Jenny: "I think what she's saying in terms of the mediocrity of what we're going through is only in the eyes of people around us, but that the important thing is right here, and some of us really understand what is going on, and maybe they are not 'them,' but they are us and we are them, so if you call them 'them,' and say, 'They are looking at us, they are doing this to us,' it's not right. They are us and we are them, and so. . ."
Whitley: "What happened to you?"
Jenny: "I'm not really sure yet because I've only had one hypnosis, but I remembered something from when I was five years old, a very scary experience, and I've always blocked it. From the time I was five I was afraid. And I saw things in my house, I saw people in my house, and I would wake up screaming."
Whitley: "You mean, not human people?"
Jenny: "I don't know, they were shadows. Small things. I saw once this green thing dripping down the wall. It looked like a very bright green triangular light. And I went screaming into my mother's bedroom, and she said, 'Just go to sleep. Obviously a dream.' And so those are the kinds of things I saw from the time I was about five, and I never connected it with anything, until about six months ago my sister said something to me about it, an experience that she had that she remembered me being in, and I remembered it but I'd thought it was a dream."
Whitley: "In February I had a triangular piece taken out of my skin on my arm."
Mary: "The best way for me to live with this is just not to believe it. I mean, there's a part of me that doesn't. The part of me that lives every day doesn't."
Whitley: "How much of this experience have you had?"
Mary: "A lot, since I was about five."
Whitley: "How much, would you say? How many times?"

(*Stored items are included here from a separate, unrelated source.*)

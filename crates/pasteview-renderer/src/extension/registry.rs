//! Ordered extension registry.

use super::{Admonition, BlockExtension, ColoredText, Highlight, InlineExtension, Spoiler};

/// Ordered set of registered syntax extensions.
///
/// Registration order is significant: it is the only tie-break when several
/// extensions could start at the same scan position — the first registered
/// one whose recognizer succeeds wins. There is no weight or priority
/// mechanism beyond order.
///
/// The set is immutable once built; [`Renderer`](crate::Renderer) borrows
/// it for every parse call, which keeps parsing re-entrant and free of
/// shared mutable state.
///
/// # Example
///
/// ```
/// use pasteview_renderer::extension::ExtensionSet;
/// use pasteview_renderer::Renderer;
///
/// let renderer = Renderer::new(ExtensionSet::standard());
/// let html = renderer.parse("==hi==");
/// assert!(html.contains("background-color: yellow"));
/// ```
#[derive(Default)]
pub struct ExtensionSet {
    inline: Vec<Box<dyn InlineExtension>>,
    block: Vec<Box<dyn BlockExtension>>,
}

impl ExtensionSet {
    /// Create an empty set. A renderer over an empty set still renders
    /// baseline markdown, just without any custom syntax.
    #[must_use]
    pub fn new() -> Self {
        Self::default()
    }

    /// The stock set: coloredText, highlight and spoiler (inline, in that
    /// order) and admonition (block).
    #[must_use]
    pub fn standard() -> Self {
        Self::new()
            .with_inline(ColoredText)
            .with_inline(Highlight)
            .with_inline(Spoiler)
            .with_block(Admonition)
    }

    /// Register an inline extension after those already present.
    #[must_use]
    pub fn with_inline<E: InlineExtension + 'static>(mut self, extension: E) -> Self {
        self.inline.push(Box::new(extension));
        self
    }

    /// Register a block extension after those already present.
    #[must_use]
    pub fn with_block<E: BlockExtension + 'static>(mut self, extension: E) -> Self {
        self.block.push(Box::new(extension));
        self
    }

    /// Inline extensions in registration order.
    pub(crate) fn inline(&self) -> &[Box<dyn InlineExtension>] {
        &self.inline
    }

    /// Block extensions in registration order.
    pub(crate) fn block(&self) -> &[Box<dyn BlockExtension>] {
        &self.block
    }
}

Mary: "Seven. Eight, nine, ten."
Whitley: "Has anything happened to anybody else you know?"
Mary: "My whole family. Neighbors, quite a few friends. From before I ever knew them.
We've all just come together. Several generations."
Budd: "You said that there was one figure, one man —"
Mary: "There's always been one central figure."
Budd: "And he was nice?"
Joan: "Was he tall?"
Mary: "No, they were all little guys. He was my protector. Everybody else who was around was always really very — they were doing a job they needed to do, and that was it. There was no — they weren't angry or mad or happy about it. They were just doing what they had to do. But this one guy, in all instances, this one guy — when I got scared he calmed me down, when I felt bad he made me feel better." (Note: Others have had a very similar experience of a "friend" or a "protector." The perceived sex of the guide is not consistently opposite, but very often is.)